The majority of the population experienced an improvement in Rutherford score at the 30-day follow-up, and a worsened score was not indicative of procedure failure. Although half the patients had extensive preexisting tissue loss and 20% of all patients experienced access or crossing failure, only 6 major and 6 minor amputations were observed in the study. Additionally, it is important to note that a primary goal of an intervention in some patients with extensive tissue loss may be to reduce the amputation level and facilitate healing rather than avoid amputation altogether. Achieving such reductions in the level of amputation may be considered a success in some patients based on significant differences in patient mortality and quality of life between major and minor amputations.
2An important avenue of future research is further elucidation of factors that contribute to access or crossing failure. The population size and low failure rates (13 access and 27 crossing failures) in this study precluded statistical analysis of such characteristics, but by way of observation there was a moderate to high degree of calcification in the failed cases. Moreover, failures occurred predominately in female patients, who may be likely to have smaller access vessels and more diffuse disease. Neither access nor crossing failure showed any strong correlation with mean Rutherford score, and operators using both ultrasound and a combination of ultrasound and angiography experienced access failures.
Limitations
The limitations of this study are primarily those inherent in its observational design, the relatively short 30-day telephone follow-up, and the moderate size of the patient population. Future studies with a longer follow-up could compare amputation-free survival to prior studies of surgical or antegrade endovascular techniques, as well as provide additional insight into the risk of thrombotic occlusion or access site injury. In addition, as improvement in Rutherford category for a CLI patient is predicated on wound healing rates, which can vary widely,
23 a follow-up period >30 days may be necessary to accurately evaluate changes in Rutherford category for patients with extensive preexisting tissue loss. Finally, future studies with larger patient populations may allow statistical analysis of factors that reduce the likelihood of tibiopedal access and crossing success and could continue to improve our understanding of the patient population most amenable to this approach.
Authors’ Note
Preliminary study data were presented at New Cardiovascular Horizons 2013 (New Orleans, LA, USA; June 5–7, 2013); TCT 2013 (San Francisco, CA, USA; October 27–November 1, 2013); Amputation Prevention Symposium 2013 (Chicago, IL, USA; August 8–10, 2013); VIVA 2013 (Las Vegas, NV, USA; October 8–11, 2013); Veith 2013 (New York, NY, USA; November 19–23, 2013); Leipzig Interventional Course 2014 (Leipzig, Germany; January 28–31, 2014); and New Cardiovascular Horizons 2014 (New Orleans, LA, USA; May 28–30, 2014).

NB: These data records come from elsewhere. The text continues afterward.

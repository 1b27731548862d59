//! Common test utilities for building forms.
use kensa::prelude::*;
use kensa::schema::{FieldOptions, SubformSpec};

pub const DEFECT: &str = "1";
pub const DESCRIPTION: &str = "1-rule0-field0-Defect_Description";
pub const SEVERITY: &str = "1-rule0-field1-Severity";
pub const HOLD_TAG: &str = "1-rule0-field1-Severity-rule0-field0-Hold_Tag";
pub const SURFACE_DROPDOWN: &str = "2-dropdown";
pub const SURFACE_PHOTO: &str = "2-photo";
pub const THICKNESS: &str = "3";
pub const DOC_NUMBER: &str = "4";
pub const NOTES: &str = "5";

/// A receiving form exercising branches, multi-typed fields and measurements.
///
/// ```text
/// 1 Defect Found? (dropdown)          Yes -> Defect Description (text, required)
///                                            Severity (dropdown)  High -> Hold Tag (button)
/// 2 Surface (dropdown + photo)
/// 3 Thickness (measurement 10..20, required, flagged outside bounds)
/// 4 No. Doc (text)
/// 5 Instructions (notes)
/// ```
#[allow(dead_code)]
pub fn receiving_form() -> Form {
    let hold_tag = FieldNode::new("Hold Tag", FieldTypes::single(FieldType::Button))
        .with_flags(FlagConditions::abnormal_buttons(["Hold"]));
    let severity = FieldNode::new("Severity", FieldTypes::single(FieldType::Dropdown))
        .with_choices(["Low", "High"])
        .with_rule("High", vec![hold_tag]);
    let description =
        FieldNode::new("Defect Description", FieldTypes::single(FieldType::Text)).required();

    Form::new(10, "Goods Receiving")
        .with_field(
            FieldNode::new("Defect Found?", FieldTypes::single(FieldType::Dropdown))
                .with_id(1)
                .with_order(0)
                .required()
                .with_choices(["Yes", "No"])
                .with_rule("Yes", vec![description, severity])
                .with_flags(FlagConditions::abnormal_choices(["Yes"])),
        )
        .with_field(
            FieldNode::new(
                "Surface",
                FieldTypes::new(FieldType::Dropdown, [FieldType::Photo]),
            )
            .with_id(2)
            .with_order(1)
            .with_choices(["Clean", "Dirty"]),
        )
        .with_field(
            FieldNode::new("Thickness", FieldTypes::single(FieldType::Measurement))
                .with_id(3)
                .with_order(2)
                .required()
                .with_measurement(MeasurementSpec::between(10.0, 20.0))
                .with_flags(FlagConditions::from_measurement_settings()),
        )
        .with_field(
            FieldNode::new("No. Doc", FieldTypes::single(FieldType::Text))
                .with_id(4)
                .with_order(3),
        )
        .with_field(
            FieldNode::new("Instructions", FieldTypes::single(FieldType::Notes))
                .with_id(5)
                .with_order(4),
        )
}

/// A form with one subform slot (`"20"`) holding 1..=3 reject entries,
/// each with a code and a quantity measured against 1..5.
#[allow(dead_code)]
pub fn subform_form() -> Form {
    let spec = SubformSpec {
        fields: vec![
            FieldNode::new("Reject Code", FieldTypes::single(FieldType::Text)).required(),
            FieldNode::new("Qty", FieldTypes::single(FieldType::Measurement))
                .with_measurement(MeasurementSpec::between(1.0, 5.0)),
        ],
        min_instances: 1,
        max_instances: 3,
    };
    Form::new(20, "Reject Log").with_field(
        FieldNode::new("Rejects", FieldTypes::single(FieldType::Subform))
            .with_id(20)
            .with_options(FieldOptions {
                subform: Some(spec),
                ..FieldOptions::default()
            }),
    )
}

/// The same shape as `receiving_form` in the backend's JSON format, with the
/// conditional settings and type list nested in `field_options` the way some
/// designers save them.
#[allow(dead_code)]
pub const RECEIVING_FORM_JSON: &str = r#"
{
  "id": 10,
  "form_name": "Goods Receiving",
  "fields": [
    {
      "id": 1,
      "field_name": "Defect Found?",
      "field_type": "dropdown",
      "is_required": true,
      "field_order": 0,
      "field_options": {
        "options": ["Yes", "No"],
        "has_conditional": true,
        "conditional_rules": [
          {
            "condition_value": "Yes",
            "next_fields": [
              { "field_name": "Defect Description", "field_type": "text", "is_required": true },
              {
                "field_name": "Severity",
                "field_type": "dropdown",
                "field_options": { "options": ["Low", "High"] },
                "has_conditional": true,
                "conditional_rules": [
                  {
                    "condition_value": "High",
                    "next_fields": [{ "field_name": "Hold Tag", "field_type": "button" }]
                  }
                ]
              }
            ]
          }
        ]
      },
      "flag_conditions": { "enabled": true, "abnormal_values": ["Yes"] }
    },
    {
      "id": 2,
      "field_name": "Surface",
      "field_type": "dropdown",
      "field_order": 1,
      "field_options": {
        "options": ["Clean", "Dirty"],
        "field_types": ["dropdown", "photo", "photo"],
        "quality": "medium"
      }
    },
    {
      "id": 3,
      "field_name": "Thickness",
      "field_type": "measurement",
      "measurement_type": "between",
      "measurement_min": 10,
      "measurement_max": 20,
      "is_required": true,
      "field_order": 2,
      "flag_conditions": { "use_measurement_settings": true }
    },
    { "id": 4, "field_name": "No. Doc", "field_type": "text", "field_order": 3 },
    {
      "id": 5,
      "field_name": "Instructions",
      "field_type": "notes",
      "field_order": 4,
      "placeholder_text": "Wear gloves",
      "field_options": { "color": "amber" }
    }
  ]
}
"#;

Declaration of Conflicting Interests
The author(s) declared the following potential conflicts of interest with respect to the research, authorship, and/or publication of this article: Craig Walker is a consultant and speaker for Cook Medical. Jihad Mustapha is a consultant for Cook Medical. Thomas Zeller has received study grants and speaking honoraria from Cook Medical. Andrej Schmidt is a consultant for Cook Medical. Miguel Montero-Baker is a speaker for Cook Medical. Aravinda Nanjundappa is a consultant for Cook Medical and a speaker for Jannsenn Pharmaceuticals, Astra Zeneca, and Pfizer. Marco Manzi and Mariano Palena are speakers and consultants for Cook Medical. Nelson Bernardo conducts training courses for Cook Medical. Yazan Khatib is a consultant for Cook Medical and is a board member for Bayer and Boston Scientific. Robert Beasley performs training for Abbott Vascular, Bard, BSCI, Cook Medical, Cordis, Medtronic/Covidien, CSI, Endologix, Gore, Lombard Medical, and Spectranetics. Fadi Saab is a consultant for Cook Medical. Adam Shields is a paid employee of MED Institute, Inc, a contract research organization and a Cook Group company. George Adams is a consultant and speaker for Cook Medical.